Capítulo seis

— Ven aquí — hacía pocas horas que acababa de llover, la arena estaba empapada, al igual que toda la vegetación de alrededor —. Ni que estuvieras escapando de mí.

— No escapo — el agua estaba congelada, pero eso no evitó que introdujera los pies en el agua.

— No creo que sea fácil enfrentarse a ellos. —  Hacía un dibujo en la arena mojada.

— Nada lo es — se acercó una chica de ojos tristes y sonrisa tímida —. Pero si nosotros no luchamos, ¿qué futuro nos queda? No pienso pasarme la vida encerrada en este pueblucho, esperando a que alguien nos dé una paliza por ser distinta a ellos — Se sentó a su lado—. Nos merecemos ser felices.

— No creo que la felicidad exista — removía la arena —, es un engaño que nos cuentan para que no nos quejemos de nuestra miseria, con la esperanza de algo que no llegará jamás.

— Nos iremos de aquí — la agarró de la mano— sin mirar a atrás. Nos despediremos a lo grande, haciendo una enorme peineta — hizo el gesto.

— Estás loca — sonrió.

— Por tu sonrisa, siempre.

Le colocó las manos en el rostro, acercó sus labios a los de ella tímidamente. Eran nuevas en esto del amor, lo poco que sabían lo habían visto en las películas y en los dramas de la tarde. Un tímido beso, cálido y húmedo, suficiente para elevar la temperatura un grado y para que el cuerpo deseara más.
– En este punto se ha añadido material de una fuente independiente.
//! `multipart/form-data` bodies for article uploads.
//!
//! Parts are written by hand rather than through a form builder: the API
//! expects a `size` parameter in every file part's `Content-Disposition`, and
//! the exact bytes must be available up front for signing.

use std::path::Path;

use bytes::{BufMut, Bytes, BytesMut};
use newsdesk_api_types::ArticleMetadata;
use uuid::Uuid;

use super::error::PublishError;
use crate::application::export::bundle::sniff_mime;

pub const ARTICLE_PART: &str = "my_article";
pub const ARTICLE_FILENAME: &str = "article.json";
pub const METADATA_PART: &str = "metadata";
const JSON: &str = "application/json";

#[derive(Debug, Clone, PartialEq, Eq)]
pub struct Part {
    pub name: String,
    pub filename: Option<String>,
    pub content_type: String,
    pub content: Bytes,
}

#[derive(Debug, Clone)]
pub struct MultipartBody {
    boundary: String,
    parts: Vec<Part>,
}

impl Default for MultipartBody {
    fn default() -> Self {
        Self::new()
    }
}

impl MultipartBody {
    /// Empty body with a fresh random boundary.
    pub fn new() -> Self {
        Self::with_boundary(Uuid::new_v4().simple().to_string())
    }

    pub fn with_boundary(boundary: impl Into<String>) -> Self {
        Self {
            boundary: boundary.into(),
            parts: Vec::new(),
        }
    }

    pub fn boundary(&self) -> &str {
        &self.boundary
    }

    pub fn parts(&self) -> &[Part] {
        &self.parts
    }

    pub fn content_type(&self) -> String {
        format!("multipart/form-data; boundary={}", self.boundary)
    }

    pub fn push(&mut self, part: Part) {
        self.parts.push(part);
    }

    pub fn push_metadata(&mut self, metadata: &ArticleMetadata) -> Result<(), PublishError> {
        let json = serde_json::to_vec(metadata)?;
        self.push(Part {
            name: METADATA_PART.to_string(),
            filename: None,
            content_type: JSON.to_string(),
            content: Bytes::from(json),
        });
        Ok(())
    }

    pub fn push_article(&mut self, json: &str) {
        self.push(Part {
            name: ARTICLE_PART.to_string(),
            filename: Some(ARTICLE_FILENAME.to_string()),
            content_type: JSON.to_string(),
            content: Bytes::copy_from_slice(json.as_bytes()),
        });
    }

    /// Read a bundle file and add it as a part named after the file.
    pub async fn push_bundle(&mut self, path: &Path) -> Result<(), PublishError> {
        let bundle_error = |source| PublishError::Bundle {
            path: path.to_path_buf(),
            source,
        };
        let content = tokio::fs::read(path).await.map_err(bundle_error)?;
        let content_type = sniff_mime(path).map_err(bundle_error)?;
        let filename = path
            .file_name()
            .map(|name| name.to_string_lossy().into_owned())
            .unwrap_or_default();
        self.push(Part {
            name: filename.clone(),
            filename: Some(filename),
            content_type: content_type.to_string(),
            content: Bytes::from(content),
        });
        Ok(())
    }

    /// Serialized body including the closing boundary.
    pub fn encode(&self) -> Bytes {
        let mut body = BytesMut::new();
        for part in &self.parts {
            body.put_slice(b"--");
            body.put_slice(self.boundary.as_bytes());
            body.put_slice(b"\r\n");
            body.put_slice(format!("Content-Type: {}\r\n", part.content_type).as_bytes());
            body.put_slice(b"Content-Disposition: form-data; name=");
            body.put_slice(part.name.as_bytes());
            if let Some(filename) = &part.filename {
                body.put_slice(
                    format!("; filename={filename}; size={}", part.content.len()).as_bytes(),
                );
            }
            body.put_slice(b"\r\n\r\n");
            body.put_slice(&part.content);
            body.put_slice(b"\r\n");
        }
        body.put_slice(b"--");
        body.put_slice(self.boundary.as_bytes());
        body.put_slice(b"--");
        body.freeze()
    }
}

/// Metadata part (when non-empty), the article, then one part per bundle.
pub async fn article_body(
    json: &str,
    bundles: &[impl AsRef<Path>],
    metadata: Option<&ArticleMetadata>,
) -> Result<MultipartBody, PublishError> {
    if json.trim().is_empty() {
        return Err(PublishError::EmptyDocument);
    }
    let mut body = MultipartBody::new();
    if let Some(metadata) = metadata.filter(|metadata| !metadata.is_empty()) {
        body.push_metadata(metadata)?;
    }
    body.push_article(json);
    for bundle in bundles {
        body.push_bundle(bundle.as_ref()).await?;
    }
    Ok(body)
}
Aunque estaban solas, temían a los ojos curiosos que pudieran delatarlas, ya les llegaba con ser las parias del pueblo, como para que alguien empezará a señalarlas como pecadoras o desviadas.
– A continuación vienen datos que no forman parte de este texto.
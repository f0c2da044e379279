//! Media files shipped next to `article.json`.

use std::{
    collections::BTreeSet,
    fs::File,
    io::{self, Read},
    path::{Path, PathBuf},
};

use imagesize::ImageType;

pub const OCTET_STREAM: &str = "application/octet-stream";

/// MIME types the remote API accepts for bundle parts.
const ALLOWED_MIME_TYPES: &[&str] = &[
    "image/jpeg",
    "image/png",
    "image/gif",
    "font/ttf",
    "font/otf",
    "font/woff",
    "font/woff2",
    "application/font-sfnt",
    "application/x-font-truetype",
    "application/vnd.ms-opentype",
    "application/font-woff",
];

const SNIFF_LEN: usize = 64;

#[derive(Debug, Clone, PartialEq, Eq)]
pub struct BundleFile {
    /// Absolute path of the original file.
    pub source: PathBuf,
    /// File name inside the workspace; referenced as `bundle://<name>`.
    pub name: String,
}

/// Ordered set of media files for one export.
#[derive(Debug, Clone, Default)]
pub struct MediaBundle {
    files: Vec<BundleFile>,
    names: BTreeSet<String>,
}

impl MediaBundle {
    pub fn new() -> Self {
        Self::default()
    }

    /// Add `source` and return its `bundle://` reference. Adding the same path
    /// twice returns the existing reference; distinct files sharing a file name
    /// get a numeric suffix.
    pub fn add(&mut self, source: impl Into<PathBuf>) -> String {
        let source = source.into();
        if let Some(existing) = self.files.iter().find(|file| file.source == source) {
            return bundle_url(&existing.name);
        }

        let name = self.unique_name(&source);
        self.names.insert(name.clone());
        self.files.push(BundleFile { source, name: name.clone() });
        bundle_url(&name)
    }

    fn unique_name(&self, source: &Path) -> String {
        let file_name = source
            .file_name()
            .map(|name| name.to_string_lossy().into_owned())
            .filter(|name| !name.is_empty())
            .unwrap_or_else(|| "media".to_string());
        if !self.names.contains(&file_name) {
            return file_name;
        }

        let stem = source
            .file_stem()
            .map(|stem| stem.to_string_lossy().into_owned())
            .unwrap_or_else(|| "media".to_string());
        let extension = source
            .extension()
            .map(|ext| format!(".{}", ext.to_string_lossy()))
            .unwrap_or_default();
        (2..)
            .map(|n| format!("{stem}-{n}{extension}"))
            .find(|candidate| !self.names.contains(candidate))
            .unwrap_or(file_name)
    }

    pub fn files(&self) -> &[BundleFile] {
        &self.files
    }

    pub fn is_empty(&self) -> bool {
        self.files.is_empty()
    }

    pub fn len(&self) -> usize {
        self.files.len()
    }
}

pub fn bundle_url(name: &str) -> String {
    format!("bundle://{name}")
}

/// Content type for a bundle part.
///
/// Image magic bytes win over the file extension; anything outside the
/// allow-list is sent as `application/octet-stream`.
pub fn sniff_mime(path: &Path) -> io::Result<&'static str> {
    let mut header = Vec::with_capacity(SNIFF_LEN);
    File::open(path)?
        .take(SNIFF_LEN as u64)
        .read_to_end(&mut header)?;

    let sniffed = match imagesize::image_type(&header) {
        Ok(ImageType::Jpeg) => Some("image/jpeg"),
        Ok(ImageType::Png) => Some("image/png"),
        Ok(ImageType::Gif) => Some("image/gif"),
        _ => None,
    };
    if let Some(mime) = sniffed {
        return Ok(mime);
    }

    let guessed = mime_guess::from_path(path)
        .iter()
        .map(|mime| mime.essence_str().to_string())
        .find_map(|essence| allowed(&essence));
    Ok(guessed.unwrap_or(OCTET_STREAM))
}

fn allowed(essence: &str) -> Option<&'static str> {
    ALLOWED_MIME_TYPES
        .iter()
        .copied()
        .find(|candidate| candidate.eq_ignore_ascii_case(essence))
}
— ¿Y si es como dicen, y luego se te pasa? — le habían enseñado que era pecado, que podría ir al infierno sólo por los pensamientos impuros que tenía con Sandra.
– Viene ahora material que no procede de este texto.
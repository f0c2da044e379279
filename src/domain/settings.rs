//! Per-article settings bag and the enumerations derived from it.

use std::{collections::BTreeMap, fmt, str::FromStr};

use serde::{Deserialize, Serialize};

use super::error::DomainError;

pub const PULLQUOTE: &str = "pullquote";
pub const PULLQUOTE_POSITION: &str = "pullquote_position";
pub const ENABLE_ADVERTISEMENT: &str = "enable_advertisement";
pub const BODY_ORIENTATION: &str = "body_orientation";
pub const IS_PREVIEW: &str = "is_preview";
pub const IS_SPONSORED: &str = "is_sponsored";
pub const MATURITY_RATING: &str = "maturity_rating";
pub const SECTIONS: &str = "sections";

/// Loosely typed value as supplied by the host CMS.
#[derive(Debug, Clone, PartialEq, Serialize, Deserialize)]
#[serde(untagged)]
pub enum SettingValue {
    Bool(bool),
    Number(f64),
    Text(String),
    List(Vec<SettingValue>),
}

impl SettingValue {
    pub fn as_text(&self) -> Option<&str> {
        match self {
            SettingValue::Text(text) => Some(text.as_str()),
            _ => None,
        }
    }

    /// Booleans accept `true`/`false`, `yes`/`no`, `1`/`0` and non-zero numbers.
    pub fn as_bool(&self) -> Option<bool> {
        match self {
            SettingValue::Bool(value) => Some(*value),
            SettingValue::Number(value) => Some(*value != 0.0),
            SettingValue::Text(text) => match text.trim().to_ascii_lowercase().as_str() {
                "yes" | "true" | "1" | "on" => Some(true),
                "no" | "false" | "0" | "off" | "" => Some(false),
                _ => None,
            },
            SettingValue::List(_) => None,
        }
    }

    pub fn as_index(&self) -> Option<usize> {
        match self {
            SettingValue::Number(value) if *value >= 0.0 && value.fract() == 0.0 => {
                Some(*value as usize)
            }
            SettingValue::Text(text) => text.trim().parse().ok(),
            _ => None,
        }
    }

    pub fn as_text_list(&self) -> Vec<String> {
        match self {
            SettingValue::List(items) => items
                .iter()
                .filter_map(|item| item.as_text().map(str::to_string))
                .collect(),
            SettingValue::Text(text) if !text.trim().is_empty() => vec![text.trim().to_string()],
            _ => Vec::new(),
        }
    }
}

/// Key/value settings attached to one article.
#[derive(Debug, Clone, PartialEq, Default, Serialize, Deserialize)]
#[serde(transparent)]
pub struct ContentSettings {
    values: BTreeMap<String, SettingValue>,
}

impl ContentSettings {
    pub fn new() -> Self {
        Self::default()
    }

    pub fn with(mut self, key: impl Into<String>, value: SettingValue) -> Self {
        self.values.insert(key.into(), value);
        self
    }

    pub fn get(&self, key: &str) -> Option<&SettingValue> {
        self.values.get(key)
    }

    pub fn text(&self, key: &str) -> Option<&str> {
        self.get(key)
            .and_then(SettingValue::as_text)
            .map(str::trim)
            .filter(|value| !value.is_empty())
    }

    pub fn flag(&self, key: &str) -> Option<bool> {
        self.get(key).and_then(SettingValue::as_bool)
    }

    pub fn list(&self, key: &str) -> Vec<String> {
        self.get(key)
            .map(SettingValue::as_text_list)
            .unwrap_or_default()
    }

    pub fn pullquote_position(&self) -> Option<PullQuotePosition> {
        let value = self.get(PULLQUOTE_POSITION)?;
        if let Some(index) = value.as_index() {
            return Some(PullQuotePosition::Index(index));
        }
        value.as_text().and_then(|text| text.parse().ok())
    }

    pub fn body_orientation(&self) -> Result<Option<BodyOrientation>, DomainError> {
        self.text(BODY_ORIENTATION).map(str::parse).transpose()
    }
}

/// Side the article body sits on; anchored components take the other side.
#[derive(Debug, Clone, Copy, PartialEq, Eq, Default, Serialize, Deserialize)]
#[serde(rename_all = "snake_case")]
pub enum BodyOrientation {
    #[default]
    Left,
    Right,
    Center,
}

impl BodyOrientation {
    pub fn as_str(self) -> &'static str {
        match self {
            BodyOrientation::Left => "left",
            BodyOrientation::Right => "right",
            BodyOrientation::Center => "center",
        }
    }
}

impl FromStr for BodyOrientation {
    type Err = DomainError;

    fn from_str(value: &str) -> Result<Self, Self::Err> {
        match value.trim().to_ascii_lowercase().as_str() {
            "left" => Ok(BodyOrientation::Left),
            "right" => Ok(BodyOrientation::Right),
            "center" | "centre" => Ok(BodyOrientation::Center),
            other => Err(DomainError::unknown_value(BODY_ORIENTATION, other)),
        }
    }
}

impl fmt::Display for BodyOrientation {
    fn fmt(&self, f: &mut fmt::Formatter<'_>) -> fmt::Result {
        f.write_str(self.as_str())
    }
}

/// Where a pull quote is spliced into the component sequence.
#[derive(Debug, Clone, Copy, PartialEq, Eq)]
pub enum PullQuotePosition {
    Index(usize),
    Top,
    Middle,
    Bottom,
}

impl PullQuotePosition {
    /// Concrete index for a sequence of `count` components.
    pub fn resolve(self, count: usize) -> usize {
        match self {
            PullQuotePosition::Index(index) => index,
            PullQuotePosition::Top => 1,
            PullQuotePosition::Middle => count.div_ceil(2),
            PullQuotePosition::Bottom => count.saturating_sub(1),
        }
    }
}

impl FromStr for PullQuotePosition {
    type Err = DomainError;

    fn from_str(value: &str) -> Result<Self, Self::Err> {
        match value.trim().to_ascii_lowercase().as_str() {
            "top" => Ok(PullQuotePosition::Top),
            "middle" => Ok(PullQuotePosition::Middle),
            "bottom" => Ok(PullQuotePosition::Bottom),
            other => other
                .parse()
                .map(PullQuotePosition::Index)
                .map_err(|_| DomainError::unknown_value(PULLQUOTE_POSITION, other)),
        }
    }
}

#[cfg(test)]
mod tests {
    use super::*;

    #[test]
    fn flags_accept_cms_spellings() {
        let settings = ContentSettings::new()
            .with(ENABLE_ADVERTISEMENT, SettingValue::Text("yes".to_string()))
            .with(IS_PREVIEW, SettingValue::Bool(true))
            .with(IS_SPONSORED, SettingValue::Text("no".to_string()));

        assert_eq!(settings.flag(ENABLE_ADVERTISEMENT), Some(true));
        assert_eq!(settings.flag(IS_PREVIEW), Some(true));
        assert_eq!(settings.flag(IS_SPONSORED), Some(false));
        assert_eq!(settings.flag("missing"), None);
    }

    #[test]
    fn pullquote_position_accepts_numbers_and_names() {
        let numeric = ContentSettings::new().with(PULLQUOTE_POSITION, SettingValue::Number(3.0));
        assert_eq!(numeric.pullquote_position(), Some(PullQuotePosition::Index(3)));

        let named =
            ContentSettings::new().with(PULLQUOTE_POSITION, SettingValue::Text("middle".into()));
        assert_eq!(named.pullquote_position(), Some(PullQuotePosition::Middle));
        assert_eq!(PullQuotePosition::Middle.resolve(5), 3);
        assert_eq!(PullQuotePosition::Bottom.resolve(0), 0);
    }

    #[test]
    fn settings_deserialize_from_mixed_json() {
        let settings: ContentSettings = serde_json::from_str(
            r#"{"pullquote":"Quoted","pullquote_position":2,"sections":["a","b"],"is_preview":true}"#,
        )
        .expect("settings");
        assert_eq!(settings.text(PULLQUOTE), Some("Quoted"));
        assert_eq!(settings.list(SECTIONS), vec!["a".to_string(), "b".to_string()]);
        assert_eq!(settings.flag(IS_PREVIEW), Some(true));
    }

    #[test]
    fn unknown_orientation_is_rejected() {
        let settings =
            ContentSettings::new().with(BODY_ORIENTATION, SettingValue::Text("diagonal".into()));
        assert!(settings.body_orientation().is_err());
    }
}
— ¿Cuánta gente hay en el pueblo que llevan siendo novios desde edades más tempranas que la nuestra? — Sandra comprendía las dudas que tenía Vanesa, pero esto era lo más certero que tenía en su vida.

— Tengo miedo de que me abandones, que un día te despiertes y te olvides de que estoy — tiró una piedra al río.

— ¿Y si me dejas tú? — le murmuró.

— Yo no haría semejante cosa — un insulto dolería menos.

— Pues entonces — se levantó y se dirigió al río — que todo el mundo me oiga — gritó — ¡quiero a esta mujer!

— Cállate payasa — corrió hacia ella —, cualquiera puede escucharte.

La agarró de la cintura y volvieron a besarse en medio del río, sus manos acariciaban la espalda y la curva de las nalgas. Sentían como sus pechos chocaban los unos contra los otros. Se encendía un fuego que estaban aprendiendo a apagar, era como arrojar cucharadas de agua contra la lava de un volcán.

— ¿Me querrás, aunque a veces me pierda, aunque a veces me olvidé de las cosas, aunque sea un lastre?

— Esa pregunta tendría que hacértela yo — La agarró de las manos, pidiéndole perdón —. Lo pagarán caro, incluida yo.

— Tiene que haber otra manera para que no te salpique a ti — Sabían que el tiempo que estaban disfrutando era un regalo.

— No te preocupes por mí, mis tíos podrán ayudarme cuando la cosa se ponga fea — Agachó la cabeza. —. Se enfadarán al principio, pero sabrán que, al final, hice lo correcto.

El agua les mojaba el dobladillo de los pantalones, pero no les importaba. Se unieron en un tierno abrazo lleno de caricias y besos. Solo los pájaros, en las copas de los árboles, eran testigos y cómplices de su secreto.